Search the entries for the word "from". Copy each line in which it is found.
^^^^
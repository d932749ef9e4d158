//! The UI renders the application state into something visible.
//!
//! The draw function lays out three panes: the notes list with collapsible
//! sections, the answer pane, and a help/input bar whose content depends on
//! the active view. The view layer only reads [`AppState`]; every toggle or
//! navigation happens through state methods in the event loop.

use crate::app_state::{AppState, View};
use crate::format::NoteLine;
use ratatui::{
    layout::{Constraint, Direction, Layout},
    style::{Color, Modifier, Style},
    text::{Line, Span},
    widgets::{Block, Borders, List, ListItem, Paragraph, Wrap},
    Frame,
};

/// Renders all panes from the current application state.
pub fn draw(f: &mut Frame, app: &AppState) {
    let chunks = Layout::default()
        .direction(Direction::Vertical)
        .constraints([
            Constraint::Min(0),
            Constraint::Length(8),
            Constraint::Length(3),
        ])
        .split(f.area());

    draw_notes(f, app, chunks[0]);
    draw_answer(f, app, chunks[1]);
    draw_bottom_bar(f, app, chunks[2]);
}

/// Turn one formatted line into a display line, indented under its section.
fn note_line(line: &NoteLine) -> Line<'static> {
    match line {
        // Headings never appear inside section bodies, but the answer pane
        // renders formatted lines flat, so they are styled here too.
        NoteLine::Heading { text, .. } => Line::from(Span::styled(
            text.clone(),
            Style::default()
                .fg(Color::Cyan)
                .add_modifier(Modifier::BOLD),
        )),
        NoteLine::Bullet { text, indented } => {
            let pad = if *indented { "     " } else { "  " };
            Line::from(format!("{pad}• {text}"))
        }
        NoteLine::Text(text) => Line::from(text.clone()),
        NoteLine::Blank => Line::from(""),
    }
}

fn draw_notes(f: &mut Frame, app: &AppState, area: ratatui::layout::Rect) {
    let mut items: Vec<ListItem> = Vec::new();

    for line in &app.notes.preamble {
        items.push(ListItem::new(note_line(line)));
    }

    for (i, section) in app.notes.sections.iter().enumerate() {
        let glyph = if app.is_expanded(i) { "▾" } else { "▸" };
        let indent = "  ".repeat(section.level.saturating_sub(1));

        let style = if i == app.current_section_index {
            Style::default().add_modifier(Modifier::REVERSED)
        } else {
            Style::default()
                .fg(Color::Cyan)
                .add_modifier(Modifier::BOLD)
        };
        items.push(ListItem::new(Line::from(Span::styled(
            format!("{indent}{glyph} {}", section.title),
            style,
        ))));

        if app.is_expanded(i) {
            for line in &section.body {
                let mut rendered = note_line(line);
                rendered.spans.insert(0, Span::raw(format!("{indent}  ")));
                items.push(ListItem::new(rendered));
            }
        }
    }

    if items.is_empty() {
        items.push(ListItem::new(Line::from(Span::styled(
            "No notes yet",
            Style::default().fg(Color::DarkGray),
        ))));
    }

    let title = format!("Notes ({} sections)", app.notes.sections.len());
    let list = List::new(items).block(Block::default().borders(Borders::ALL).title(title));
    f.render_widget(list, area);
}

fn draw_answer(f: &mut Frame, app: &AppState, area: ratatui::layout::Rect) {
    let lines: Vec<Line> = app.answer.iter().map(note_line).collect();

    let title = if app.speaking {
        "Answer (speaking)"
    } else {
        "Answer"
    };

    let answer = Paragraph::new(lines)
        .wrap(Wrap { trim: false })
        .block(Block::default().borders(Borders::ALL).title(title));
    f.render_widget(answer, area);
}

fn draw_bottom_bar(f: &mut Frame, app: &AppState, area: ratatui::layout::Rect) {
    let (text, title) = match app.current_view {
        View::Question => (format!("{}█", app.question_buffer), "Ask (Tab: Mic)"),
        View::Command => (format!(":{}", app.command_buffer), "Command"),
        View::Notes => {
            let text = app.message.clone().unwrap_or_else(|| {
                "↑/↓: Sections | Enter: Expand/Collapse | a: Ask | s: Speak | :u Upload | :e Export | q: Quit"
                    .to_string()
            });
            (text, "Help")
        }
    };

    let bar = Paragraph::new(text).block(Block::default().borders(Borders::ALL).title(title));
    f.render_widget(bar, area);
}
^^^^
## FINISHED EXERCISE
/// Renders all panes from the current application state.
        NoteLine::Heading { text, .. } => Line::from(Span::styled(
            Line::from(format!("{pad}• {text}"))
        NoteLine::Text(text) => Line::from(text.clone()),
        NoteLine::Blank => Line::from(""),
        items.push(ListItem::new(Line::from(Span::styled(
        items.push(ListItem::new(Line::from(Span::styled(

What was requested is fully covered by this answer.